Data provider eeSea also tracks port congestion levels. It uses ship-positioning data to calculate a congestion ratio: ships waiting for berths at regional ports as a percentage of the total number of ships at berths as well as waiting.
The eeSea data reveals that Los Angeles/Long Beach congestion has fallen sharply year to date as East Coast congestion has risen. The congestion percentage off Shanghai and Ningbo in China was lower than U.S. levels until the middle of last month. Chinese congestion levels are now higher than Southern California’s, according to eeSea.
Conflicting signals
Deciphering all these market signals has become increasingly complex. Spot rates appear to be pulling back, but not by all accounts. Congestion looks like it’s falling, but it may be just shifting to other ports, and declines may reverse when Shanghai lockdowns end. U.S consumer demand plays a role as well, but how much and for how long remains unclear.
Lars Jensen, CEO of consultancy Vespucci Maritime, wrote in a commentary published by the Baltic Exchange that China’s COVID lockdowns will reduce demand for space on ships sailing out of Shanghai in the very near term, meaning “there will be more vessel space available for other ports in the region and the expectation should therefore be for downward pressure on freight rates.
“Once we see a reopening, the expectation should be for a surge of cargo coming out of Shanghai” which “will lead to a sharp upward pressure on freight rates.”
Jensen acknowledged a wildcard is “growing concern in the U.S. as to the impact inflation has on consumer spending. If consumer spending drops, this … would put a large dampener on export volumes out of China.”
This wildcard might already be in play. Bank of America just downgraded nine transport stocks “on demand concerns and pricing declines.” FreightWaves’ trucking data shows a sharp slowdown in domestic freight demand, including in non-port markets. Retailer Restoration Hardware recently confirmed a sudden drop in demand for its household goods.
“The trucking data is some of the most compelling I’ve seen arguing for a slowdown and there is [weakness] for things like home furnishings especially,” said Levy. These could be “early warning signs” of broader weakness.
Other indicators point to continued freight strength. “Prices are soaring, the labor market is incredibly tight, inventory-to-sales ratios are still below pre-pandemic levels, and many would argue — due to just-in-case over just-in-time [strategies] — that you’d want that ratio higher [than pre-pandemic].”

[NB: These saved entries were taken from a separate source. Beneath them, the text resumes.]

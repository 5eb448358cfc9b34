//! The particle value type and its per-tick physics.
//!
//! Particles are plain values owned by a [`ParticleField`](crate::ParticleField).
//! A particle is alive while `life > 0` and its rendered `size` stays above the
//! field's death threshold; once dead it is only ever removed.
//!
//! # Integration
//!
//! Motion is integrated in closed form for constant gravity and exponential
//! friction (see [`integrate`]). Advancing by `dt` gives the same state as two
//! advances by `dt / 2`, so trajectories do not depend on the frame rate.

use crate::Vec2;

/// Below this damping rate friction is treated as absent.
const DAMPING_EPSILON: f32 = 1e-6;

/// A single point-like emitter.
#[derive(Clone, Debug, PartialEq)]
pub struct Particle {
    /// Position in canvas pixels (+y down).
    pub position: Vec2,
    /// Velocity in pixels per second.
    pub velocity: Vec2,
    /// Rendered radius, recomputed every tick.
    pub size: f32,
    /// RGB color, fixed at creation.
    pub color: [u8; 3],
    /// Remaining life in the same unit as `max_life`.
    pub life: f32,
    /// Seconds since spawn. Phases the size oscillation.
    pub age: f32,
    /// Transient pulse factor, relaxes back to 1.0.
    pub boost: f32,
    base_size: f32,
    max_life: f32,
}

/// Size oscillation and pulse parameters shared by every particle in a field.
#[derive(Clone, Copy, Debug, PartialEq)]
pub struct PulseShape {
    /// Relative amplitude of the size oscillation.
    pub amplitude: f32,
    /// Angular frequency of the size oscillation (rad/s).
    pub frequency: f32,
    /// Rate at which `boost` relaxes towards 1.0 (1/s).
    pub boost_decay: f32,
    /// Upper bound for `boost`.
    pub max_boost: f32,
}

impl PulseShape {
    /// Oscillation factor at a given age.
    #[inline]
    pub fn oscillation(&self, age: f32) -> f32 {
        1.0 + self.amplitude * (age * self.frequency).sin()
    }
}

/// Forces applied during [`Particle::advance`].
#[derive(Clone, Copy, Debug, PartialEq)]
pub struct Motion {
    /// Downward acceleration (px/s²).
    pub gravity: f32,
    /// Linear drag rate (1/s), `-ln(friction)`.
    pub damping: f32,
    /// Life lost per second.
    pub life_decay: f32,
}

impl Particle {
    /// Create a fresh particle with full life and no pulse boost.
    pub fn new(position: Vec2, velocity: Vec2, base_size: f32, color: [u8; 3], max_life: f32) -> Self {
        Self {
            position,
            velocity,
            size: base_size,
            color,
            life: max_life,
            age: 0.0,
            boost: 1.0,
            base_size,
            max_life,
        }
    }

    /// Nominal radius set at creation.
    #[inline]
    pub fn base_size(&self) -> f32 {
        self.base_size
    }

    /// Life at creation.
    #[inline]
    pub fn max_life(&self) -> f32 {
        self.max_life
    }

    /// Remaining life as a fraction of `max_life`, in `[0, 1]`.
    #[inline]
    pub fn life_fraction(&self) -> f32 {
        if self.max_life > 0.0 {
            (self.life / self.max_life).clamp(0.0, 1.0)
        } else {
            0.0
        }
    }

    /// Alive iff life remains and the rendered size exceeds `death_size`.
    #[inline]
    pub fn is_alive(&self, death_size: f32) -> bool {
        self.life > 0.0 && self.size > death_size
    }

    /// Whether the position lies inside `[min, max]`.
    #[inline]
    pub fn is_within(&self, min: Vec2, max: Vec2) -> bool {
        self.position.cmpge(min).all() && self.position.cmple(max).all()
    }

    /// Recompute `size` from base size, oscillation, boost and life.
    pub fn refresh_size(&mut self, shape: &PulseShape) {
        let size = self.base_size * shape.oscillation(self.age) * self.boost * self.life_fraction();
        self.size = size.max(0.0);
    }

    /// Advance one tick of `dt` seconds.
    pub fn advance(&mut self, dt: f32, motion: &Motion, shape: &PulseShape) {
        let (position, velocity) =
            integrate(self.position, self.velocity, motion.gravity, motion.damping, dt);
        self.position = position;
        self.velocity = velocity;

        self.age += dt;
        self.life -= motion.life_decay * dt;
        self.boost = 1.0 + (self.boost - 1.0) * (-shape.boost_decay * dt).exp();
        self.refresh_size(shape);
    }

    /// Apply a beat pulse: scale the boost, kick the velocity, optionally
    /// extend life by `life_bonus × max_life`.
    pub fn pulse(&mut self, intensity: f32, kick: Vec2, life_bonus: f32, shape: &PulseShape) {
        self.boost = (self.boost * intensity).min(shape.max_boost);
        self.velocity += kick;
        if life_bonus > 0.0 {
            self.life = (self.life + life_bonus * self.max_life).min(self.max_life);
        }
        self.refresh_size(shape);
    }
}

/// Advance `(position, velocity)` by `dt` under constant downward `gravity`
/// and linear drag `damping`.
///
/// Solves `dv/dt = g - k·v` exactly, so the result composes:
/// `integrate(dt)` equals `integrate(dt/2)` applied twice.
pub fn integrate(position: Vec2, velocity: Vec2, gravity: f32, damping: f32, dt: f32) -> (Vec2, Vec2) {
    let accel = Vec2::new(0.0, gravity);

    if damping <= DAMPING_EPSILON {
        let v = velocity + accel * dt;
        let p = position + velocity * dt + accel * (0.5 * dt * dt);
        return (p, v);
    }

    let terminal = accel / damping;
    let decay = (-damping * dt).exp();
    // (1 - e^(-k·dt)) / k
    let gain = -(-damping * dt).exp_m1() / damping;

    let v = terminal + (velocity - terminal) * decay;
    let p = position + terminal * dt + (velocity - terminal) * gain;
    (p, v)
}
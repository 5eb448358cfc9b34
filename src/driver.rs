//! Frame loop glue between the oracle and the field.
//!
//! A [`Driver`] owns one [`BeatOracle`] and one [`ParticleField`] and runs the
//! per-frame sequence:
//!
//! 1. step the playback clock (manual clocks only),
//! 2. ask the oracle for the nearest beat and onset,
//! 3. forward new events to [`ParticleField::beat_response`] /
//!    [`ParticleField::onset_response`],
//! 4. map the track's energy onto gravity,
//! 5. [`ParticleField::update`].
//!
//! A beat stays inside its tolerance window for several frames. Each beat
//! index fires at most once per playback, on the frame closest to the beat,
//! so one beat produces one burst at (close to) full intensity.
//!
//! External input (keyboard, CLI) arrives as [`Command`]s.

use crate::field::{FieldStats, ParticleField};
use crate::oracle::{BeatOracle, EventHit, DEFAULT_BEAT_TOLERANCE, DEFAULT_ONSET_TOLERANCE};
use log::debug;
use serde::{Deserialize, Serialize};

/// External inputs to the frame loop.
#[derive(Clone, Copy, Debug, PartialEq, Eq)]
pub enum Command {
    /// Fire a manual beat at the configured trigger intensity.
    Trigger,
    /// Remove every particle.
    Clear,
    /// Restart playback from zero and clear the field.
    Restart,
    /// Stop the loop.
    Exit,
}

/// Tunables of the frame loop.
#[derive(Clone, Debug, PartialEq, Serialize, Deserialize)]
#[serde(default)]
pub struct DriverSettings {
    /// Beat matching window in seconds.
    pub beat_tolerance: f32,
    /// Onset matching window in seconds.
    pub onset_tolerance: f32,
    /// Intensity of a [`Command::Trigger`] beat.
    pub trigger_intensity: f32,
    /// Whether energy modulates gravity.
    pub energy_gravity: bool,
    /// Gravity at zero energy.
    pub gravity_base: f32,
    /// Gravity removed at full energy.
    pub gravity_energy_span: f32,
}

impl Default for DriverSettings {
    fn default() -> Self {
        Self {
            beat_tolerance: DEFAULT_BEAT_TOLERANCE,
            onset_tolerance: DEFAULT_ONSET_TOLERANCE,
            trigger_intensity: 2.0,
            energy_gravity: true,
            gravity_base: 30.0,
            gravity_energy_span: 20.0,
        }
    }
}

/// What happened during one frame.
#[derive(Clone, Copy, Debug, PartialEq)]
pub struct FrameReport {
    /// Playback position after the frame.
    pub elapsed: f32,
    /// Beat fired this frame, if any.
    pub beat: Option<EventHit>,
    /// Onset fired this frame, if any.
    pub onset: Option<EventHit>,
    /// Field population after the update.
    pub stats: FieldStats,
}

/// Runs the oracle and the field together, one frame at a time.
pub struct Driver {
    oracle: BeatOracle,
    field: ParticleField,
    settings: DriverSettings,
    beats: EventGate,
    onsets: EventGate,
    frames: u64,
}

impl Driver {
    /// Combine an oracle and a field.
    pub fn new(oracle: BeatOracle, field: ParticleField, settings: DriverSettings) -> Self {
        Self {
            oracle,
            field,
            settings,
            beats: EventGate::default(),
            onsets: EventGate::default(),
            frames: 0,
        }
    }

    /// The oracle.
    pub fn oracle(&self) -> &BeatOracle {
        &self.oracle
    }

    /// Mutable oracle access, e.g. to pause playback.
    pub fn oracle_mut(&mut self) -> &mut BeatOracle {
        &mut self.oracle
    }

    /// The field.
    pub fn field(&self) -> &ParticleField {
        &self.field
    }

    /// Mutable field access.
    pub fn field_mut(&mut self) -> &mut ParticleField {
        &mut self.field
    }

    /// Loop settings.
    pub fn settings(&self) -> &DriverSettings {
        &self.settings
    }

    /// Frames run so far.
    pub fn frames(&self) -> u64 {
        self.frames
    }

    /// Start playback from zero.
    pub fn start(&mut self) {
        self.oracle.start();
        self.forget_events();
    }

    /// Jump to `seconds`. Events after the new position fire again.
    pub fn seek(&mut self, seconds: f32) {
        self.oracle.seek(seconds);
        self.forget_events();
    }

    /// Apply an external command. Returns `false` when the loop should exit.
    pub fn handle(&mut self, command: Command) -> bool {
        debug!("command {:?}", command);
        match command {
            Command::Trigger => {
                self.field.beat_response(self.settings.trigger_intensity);
            }
            Command::Clear => self.field.clear(),
            Command::Restart => {
                self.oracle.stop();
                self.start();
                self.field.clear();
            }
            Command::Exit => return false,
        }
        true
    }

    /// Run one frame of `dt` seconds.
    pub fn frame(&mut self, dt: f32) -> FrameReport {
        self.frames += 1;
        self.oracle.advance(dt);

        let mut beat = None;
        let mut onset = None;

        if self.oracle.is_playing() {
            let t = self.oracle.elapsed();

            let candidate = self.oracle.nearest_beat(t, self.settings.beat_tolerance);
            if let Some(hit) = self.beats.observe(candidate, t, dt) {
                debug!("beat {} at {:.3}s (intensity {:.2})", hit.index, t, hit.intensity);
                self.field.beat_response(hit.intensity);
                beat = Some(hit);
            }

            let candidate = self.oracle.nearest_onset(t, self.settings.onset_tolerance);
            if let Some(hit) = self.onsets.observe(candidate, t, dt) {
                self.field.onset_response(hit.intensity);
                onset = Some(hit);
            }

            if self.settings.energy_gravity && self.oracle.has_energy() {
                let energy = self.oracle.energy();
                self.field
                    .set_gravity(self.settings.gravity_base - energy * self.settings.gravity_energy_span);
            }
        }

        self.field.update(dt);

        FrameReport {
            elapsed: self.oracle.elapsed(),
            beat,
            onset,
            stats: self.field.stats(),
        }
    }

    fn forget_events(&mut self) {
        self.beats = EventGate::default();
        self.onsets = EventGate::default();
    }
}

/// Fires each event index once, at the frame nearest to its timestamp.
///
/// While the clock approaches an event the best hit so far is held back. It
/// fires as soon as no later frame can come closer: the clock has reached the
/// timestamp, the hit is within half a frame of it, or the distance has
/// started to grow again.
#[derive(Clone, Copy, Debug, Default)]
struct EventGate {
    fired: Option<usize>,
    held: Option<EventHit>,
}

impl EventGate {
    fn observe(&mut self, hit: Option<EventHit>, t: f32, dt: f32) -> Option<EventHit> {
        let fired = self.fired;
        let hit = hit.filter(|hit| fired.map_or(true, |fired| hit.index > fired));

        match (self.held.take(), hit) {
            (Some(held), Some(hit)) if hit.index == held.index => {
                if hit.distance < held.distance {
                    self.settle(hit, t, dt)
                } else {
                    self.fire(held)
                }
            }
            // the held event left the window, or a later one took over
            (Some(held), _) => self.fire(held),
            (None, Some(hit)) => self.settle(hit, t, dt),
            (None, None) => None,
        }
    }

    fn settle(&mut self, hit: EventHit, t: f32, dt: f32) -> Option<EventHit> {
        if t >= hit.time || hit.distance <= dt * 0.5 {
            self.fire(hit)
        } else {
            self.held = Some(hit);
            None
        }
    }

    fn fire(&mut self, hit: EventHit) -> Option<EventHit> {
        self.fired = Some(hit.index);
        Some(hit)
    }
}
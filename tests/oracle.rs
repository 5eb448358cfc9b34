//! Integration tests for beat matching and track loading.

use beatfield::{BeatOracle, BeatTrack, PlaybackClock, TrackError};
use std::fs;

fn manual(track: BeatTrack) -> BeatOracle {
    BeatOracle::from_track(track).unwrap().with_clock(PlaybackClock::manual())
}

#[test]
fn test_fresh_oracle_is_idle() {
    let oracle = BeatOracle::new(vec![0.0, 0.5], vec![0.0], 1.0).unwrap();
    assert!(!oracle.is_playing());
    assert_eq!(oracle.elapsed(), 0.0);
    assert_eq!(oracle.progress(), 0.0);
}

#[test]
fn test_window_edges() {
    let mut oracle = manual(BeatTrack::new(vec![1.0], Vec::new(), 2.0));

    oracle.seek(1.05);
    let (found, intensity) = oracle.is_beat(0.1);
    assert!(found);
    assert!((intensity - 1.0).abs() < 1e-4);

    oracle.seek(1.2);
    assert_eq!(oracle.is_beat(0.1), (false, 0.0));

    oracle.seek(0.95);
    let (found, intensity) = oracle.is_beat(0.1);
    assert!(found);
    assert!((intensity - 1.0).abs() < 1e-4);
}

#[test]
fn test_intensity_falls_off_linearly() {
    let oracle = manual(BeatTrack::new(vec![2.0], Vec::new(), 4.0));
    let exact = oracle.is_beat_at(2.0, 0.2).1;
    let quarter = oracle.is_beat_at(2.05, 0.2).1;
    let half = oracle.is_beat_at(2.1, 0.2).1;
    assert!(exact > quarter && quarter > half);
    assert!((half - exact / 2.0).abs() < 1e-4);
}

#[test]
fn test_progress_over_playback() {
    let mut oracle = manual(BeatTrack::new(Vec::new(), Vec::new(), 4.0));
    oracle.start();
    oracle.advance(1.0);
    assert!((oracle.progress() - 0.25).abs() < 1e-6);
    oracle.advance(10.0);
    assert_eq!(oracle.progress(), 1.0);

    oracle.stop();
    oracle.advance(1.0);
    assert_eq!(oracle.progress(), 1.0);
}

#[test]
fn test_metronome_beats_all_match() {
    let track = BeatTrack::metronome(100.0, 6.0, 0.2);
    let oracle = manual(track.clone());
    assert_eq!(oracle.tempo(), Some(100.0));
    for &t in &track.beat_times {
        assert!(oracle.is_beat_at(t, 0.01).0);
        assert!(oracle.is_onset_at(t, 0.01).0);
    }
    // off-beat eighths are onsets but not beats
    let off_beat = track.beat_times[1] + 0.3;
    assert!(!oracle.is_beat_at(off_beat, 0.05).0);
    assert!(oracle.is_onset_at(off_beat, 0.05).0);
}

#[test]
fn test_load_track_file() {
    let path = std::env::temp_dir().join(format!("beatfield-track-{}.json", std::process::id()));
    fs::write(
        &path,
        r#"{
            "tempo": 128.0,
            "duration": 3.0,
            "beat_times": [0.5, 0.97, 1.44],
            "onset_times": [0.5, 0.7],
            "energy": { "hop": 0.5, "values": [0.0, 0.4, 0.9, 0.2, 0.1, 0.0] }
        }"#,
    )
    .unwrap();

    let track = BeatTrack::load(&path).unwrap();
    fs::remove_file(&path).ok();

    let mut oracle = manual(track);
    assert_eq!(oracle.beat_times().len(), 3);
    assert!(oracle.is_beat_at(0.98, 0.05).0);

    oracle.seek(1.2);
    assert!((oracle.energy() - 0.9).abs() < 1e-6);
    assert_eq!(oracle.spectral_centroid(), 0.0);
}

#[test]
fn test_invalid_track_rejected() {
    let track = BeatTrack::new(vec![0.5], Vec::new(), f32::NAN);
    assert!(matches!(
        BeatOracle::from_track(track),
        Err(TrackError::InvalidDuration(_))
    ));
}
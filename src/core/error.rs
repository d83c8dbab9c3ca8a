use thiserror::Error;

/// Everything that can go wrong between asking a slot to play and it playing.
///
/// Only `LoadFailed` is ever surfaced to callers; the rest are absorbed by the
/// executor and leave the slot paused.
#[derive(Debug, Clone, PartialEq, Error)]
pub enum PlaybackError {
    #[error("playback blocked by autoplay policy")]
    AutoplayBlocked,
    #[error("play attempt interrupted: {0}")]
    Interrupted(String),
    #[error("unexpected playback error: {0}")]
    Unexpected(String),
    #[error("media failed to load: {0}")]
    LoadFailed(String),
}

impl PlaybackError {
    /// Expected failures are a normal consequence of autoplay policy and
    /// fast scrolling and are not worth more than a debug line.
    pub fn is_expected(&self) -> bool {
        matches!(self, PlaybackError::AutoplayBlocked | PlaybackError::Interrupted(_))
    }
}

#[derive(Debug, Clone, PartialEq, Error)]
pub enum ConfigError {
    #[error("{name} = {value} is outside 0.0..=1.0")]
    ThresholdOutOfRange { name: &'static str, value: f64 },
    #[error("pause threshold ({pause}) must be below play threshold ({play})")]
    InvertedThresholds { pause: f64, play: f64 },
    #[error("invalid preload margin {margin:?}: {reason}")]
    InvalidMargin { margin: String, reason: String },
    #[error("config document is not valid JSON: {0}")]
    Malformed(String),
}
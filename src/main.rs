mod core;
mod gui;
mod playback;
mod video;

use eframe::egui;
use gui::FeedApp;

const APP_NAME: &str = "Feed Autoplay";

fn main() -> anyhow::Result<()> {
    env_logger::init();
    log::info!("Starting {} {}", APP_NAME, env!("CARGO_PKG_VERSION"));

    let options = eframe::NativeOptions {
        viewport: egui::ViewportBuilder::default()
            .with_inner_size([1100.0, 800.0])
            .with_min_inner_size([640.0, 480.0])
            .with_title(APP_NAME),
        ..Default::default()
    };

    eframe::run_native(
        APP_NAME,
        options,
        Box::new(|cc| {
            let app = FeedApp::new(cc).map_err(|e| {
                log::error!("Failed to set up the feed: {:#}", e);
                e
            })?;
            Ok(Box::new(app))
        }),
    )
    .map_err(|e| anyhow::anyhow!("{} window closed with an error: {}", APP_NAME, e))
}
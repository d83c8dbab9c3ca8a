use eframe::egui;
use crate::core::{AppConfig, FeedConfig};
use crate::gui::feed::{self, SlotRenderer};
use crate::playback::{AutoplayController, Bounds, BoundsObserver, Transition};
use crate::video::{SimulatedBehavior, SimulatedVideo, SlotEvent, SlotId};
use chrono::{DateTime, Local};
use std::collections::VecDeque;
use std::sync::atomic::{AtomicBool, Ordering};
use std::sync::Arc;
use std::time::{Duration, Instant};
use tokio::sync::mpsc;

pub const MAX_ACTIVITY_ENTRIES: usize = 200;

pub type FeedController = AutoplayController<SimulatedVideo, BoundsObserver>;

pub struct FeedSlot {
    pub title: String,
    pub controller: FeedController,
}

#[derive(Debug, Clone)]
pub struct ActivityEntry {
    pub at: DateTime<Local>,
    pub slot: String,
    pub message: String,
}

pub struct FeedApp {
    pub config: AppConfig,
    pub slots: Vec<FeedSlot>,
    pub activity: VecDeque<ActivityEntry>,
    pub event_receiver: mpsc::UnboundedReceiver<SlotEvent>,
    pub event_sender: mpsc::UnboundedSender<SlotEvent>,
    /// Set by the first click anywhere in the feed
    pub activation: Arc<AtomicBool>,
    pub status_message: String,
    pub show_activity: bool,
    runtime: tokio::runtime::Runtime,
}

impl FeedApp {
    pub fn new(cc: &eframe::CreationContext<'_>) -> anyhow::Result<Self> {
        let mut visuals = egui::Visuals::dark();
        visuals.override_text_color = Some(egui::Color32::WHITE);
        cc.egui_ctx.set_visuals(visuals);

        let config = AppConfig::load()?;
        Self::with_config(config)
    }

    pub fn with_config(config: AppConfig) -> anyhow::Result<Self> {
        config.validate()?;
        let runtime = tokio::runtime::Runtime::new()
            .map_err(|e| anyhow::anyhow!("Failed to create media runtime: {}", e))?;
        let (event_sender, event_receiver) = mpsc::unbounded_channel();

        let mut app = Self {
            config,
            slots: Vec::new(),
            activity: VecDeque::new(),
            event_receiver,
            event_sender,
            activation: Arc::new(AtomicBool::new(false)),
            status_message: String::new(),
            show_activity: true,
            runtime,
        };
        app.rebuild_feed();
        Ok(app)
    }

    /// Tears down every slot and mounts a fresh set from the config.
    pub fn rebuild_feed(&mut self) {
        for slot in &mut self.slots {
            slot.controller.dispose();
        }
        self.slots.clear();

        let feed = &self.config.feed;
        for index in 0..feed.slot_count {
            let id = SlotId::new();
            let element = SimulatedVideo::new(
                id.clone(),
                Self::behavior_for(feed, index),
                self.runtime.handle().clone(),
                self.event_sender.clone(),
                self.activation.clone(),
            );
            let controller = AutoplayController::new(
                id,
                element,
                BoundsObserver::new(),
                &self.config.thresholds,
                self.config.intent_policy,
                self.config.ready_timeout(),
            );
            self.slots.push(FeedSlot {
                title: format!("Clip #{}", index + 1),
                controller,
            });
        }

        log::info!("Mounted {} feed slots", self.slots.len());
        self.status_message = format!("Feed ready with {} slots", self.slots.len());
    }

    pub fn behavior_for(feed: &FeedConfig, index: usize) -> SimulatedBehavior {
        SimulatedBehavior {
            load_delay: Duration::from_millis(feed.load_delay_ms),
            play_latency: Duration::from_millis(feed.play_latency_ms),
            block_autoplay: feed.block_autoplay,
            fail_load: feed.failing_slots.contains(&index),
        }
    }

    pub fn slot_index(&self, id: &SlotId) -> Option<usize> {
        self.slots.iter().position(|slot| slot.controller.id() == id)
    }

    // =========================================================================
    // EVENT PUMP
    // =========================================================================

    /// Drains everything the media runtime posted since the last frame.
    pub fn process_media_events(&mut self) {
        while let Ok((id, event)) = self.event_receiver.try_recv() {
            match self.slot_index(&id) {
                Some(index) => {
                    let transitions = self.slots[index].controller.on_media_event(event);
                    self.record_transitions(index, transitions);
                }
                None => log::debug!("Dropping {:?} for unmounted slot {}", event, id),
            }
        }
    }

    /// Feeds fresh geometry for one slot into its observer.
    pub fn observe_slot(&mut self, index: usize, element: Bounds, viewport: Bounds, now: Instant) {
        let Some(slot) = self.slots.get_mut(index) else {
            return;
        };
        if let Some(event) = slot.controller.observer_mut().sample(element, viewport, now) {
            let transitions = slot.controller.on_visibility(event);
            self.record_transitions(index, transitions);
        }
    }

    /// Runs the per-frame decision for every slot.
    pub fn run_frame(&mut self, now: Instant) {
        for index in 0..self.slots.len() {
            let transitions = self.slots[index].controller.on_frame(now);
            self.record_transitions(index, transitions);
        }
    }

    pub fn handle_click(&mut self, index: usize, now: Instant) {
        if !self.activation.swap(true, Ordering::SeqCst) {
            log::info!("First user gesture, autoplay unblocked");
        }
        if let Some(slot) = self.slots.get_mut(index) {
            slot.controller.toggle(now);
            let message = if slot.controller.is_user_initiated() { "toggled by user" } else { "toggled" };
            self.push_activity(index, message.to_string());
        }
    }

    pub fn record_transitions(&mut self, index: usize, transitions: Vec<Transition>) {
        for transition in transitions {
            self.push_activity(index, feed::describe(&transition));
        }
    }

    fn push_activity(&mut self, index: usize, message: String) {
        let slot = self.slots.get(index).map(|s| s.title.clone()).unwrap_or_default();
        self.activity.push_front(ActivityEntry {
            at: Local::now(),
            slot,
            message,
        });
        self.activity.truncate(MAX_ACTIVITY_ENTRIES);
    }

    pub fn playing_count(&self) -> usize {
        self.slots.iter().filter(|s| s.controller.is_playing()).count()
    }

    // =========================================================================
    // PANELS
    // =========================================================================

    fn show_top_bar(&mut self, ui: &mut egui::Ui) {
        ui.horizontal(|ui| {
            ui.heading("Feed Autoplay");
            ui.separator();

            if ui.button("🔄 Rebuild feed").clicked() {
                self.rebuild_feed();
            }
            if ui.button("💾 Save settings").clicked() {
                match self.config.save() {
                    Ok(()) => self.status_message = "Settings saved".to_string(),
                    Err(e) => {
                        log::error!("Failed to save config: {}", e);
                        self.status_message = format!("Save failed: {}", e);
                    }
                }
            }
            ui.checkbox(&mut self.show_activity, "Activity");

            ui.with_layout(egui::Layout::right_to_left(egui::Align::Center), |ui| {
                let gesture = if self.activation.load(Ordering::SeqCst) { "✅ gesture seen" } else { "🔇 no gesture yet" };
                ui.label(gesture);
                ui.separator();
                ui.label(format!("▶ {} playing", self.playing_count()));
                ui.separator();
                ui.label(self.status_message.as_str());
            });
        });
    }

    fn show_activity_panel(&self, ui: &mut egui::Ui) {
        ui.heading("Activity");
        ui.separator();
        egui::ScrollArea::vertical().show(ui, |ui| {
            for entry in &self.activity {
                ui.horizontal(|ui| {
                    ui.label(
                        egui::RichText::new(entry.at.format("%H:%M:%S%.3f").to_string())
                            .monospace()
                            .color(egui::Color32::GRAY),
                    );
                    ui.label(egui::RichText::new(entry.slot.as_str()).strong());
                    ui.label(entry.message.as_str());
                });
            }
        });
    }

    fn show_feed(&mut self, ui: &mut egui::Ui, now: Instant) {
        let slot_height = self.config.feed.slot_height;
        egui::ScrollArea::vertical()
            .auto_shrink([false, false])
            .show(ui, |ui| {
                let viewport = feed::to_bounds(ui.clip_rect());
                for index in 0..self.slots.len() {
                    let (rect, response) = ui.allocate_exact_size(
                        egui::Vec2::new(ui.available_width(), slot_height),
                        egui::Sense::click(),
                    );

                    let slot = &self.slots[index];
                    SlotRenderer::paint(ui, rect, &slot.title, &slot.controller.status(), &self.config.thresholds, response.hovered());

                    self.observe_slot(index, feed::to_bounds(rect), viewport, now);
                    if response.clicked() {
                        self.handle_click(index, now);
                    }
                    ui.add_space(12.0);
                }
            });
    }
}

impl eframe::App for FeedApp {
    fn update(&mut self, ctx: &egui::Context, _frame: &mut eframe::Frame) {
        let now = Instant::now();
        self.process_media_events();

        egui::TopBottomPanel::top("top_panel").show(ctx, |ui| {
            self.show_top_bar(ui);
        });

        if self.show_activity {
            egui::SidePanel::right("activity")
                .default_width(320.0)
                .min_width(240.0)
                .show(ctx, |ui| {
                    self.show_activity_panel(ui);
                });
        }

        egui::CentralPanel::default().show(ctx, |ui| {
            self.show_feed(ui, now);
        });

        // One decision per slot per frame, after all geometry is in
        self.run_frame(now);

        // Media events arrive off-thread, keep polling for them
        ctx.request_repaint_after(Duration::from_millis(16));
    }
}
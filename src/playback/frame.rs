use super::VisibilityEvent;

/// Single animation-frame slot. Bursts of visibility updates between frames
/// collapse into the latest one, so at most one decision runs per frame.
#[derive(Debug, Default)]
pub struct FrameThrottle {
    pending: Option<VisibilityEvent>,
    replaced: u64,
}

impl FrameThrottle {
    pub fn new() -> Self {
        Self::default()
    }

    /// Replaces any request not yet serviced.
    pub fn request(&mut self, event: VisibilityEvent) {
        if self.pending.replace(event).is_some() {
            self.replaced += 1;
        }
    }

    pub fn take(&mut self) -> Option<VisibilityEvent> {
        self.pending.take()
    }

    pub fn cancel(&mut self) {
        self.pending = None;
    }

    pub fn is_pending(&self) -> bool {
        self.pending.is_some()
    }

    /// How many requests were superseded before their frame came round.
    pub fn coalesced(&self) -> u64 {
        self.replaced
    }
}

“If I had to come down on one side, I think it does start to look like a slowdown. But there is a lot of uncertainty. And what’s true in the freight market is true for the economy writ large,” Levy said.
“You’ve got a good chunk of the Fed saying, ‘Hey look, this is all about to slow down. We don’t really need to do very much and inflation is going to come down on its own.’ And you’ve got the whole other school of thought weighing in heavily and saying, ‘What are you doing? You’re way behind the curve. You’ve got to slam on the breaks and raise interest rates.”
What’s happening within the Fed is “a parallel debate” to the one underway in shipping, he said.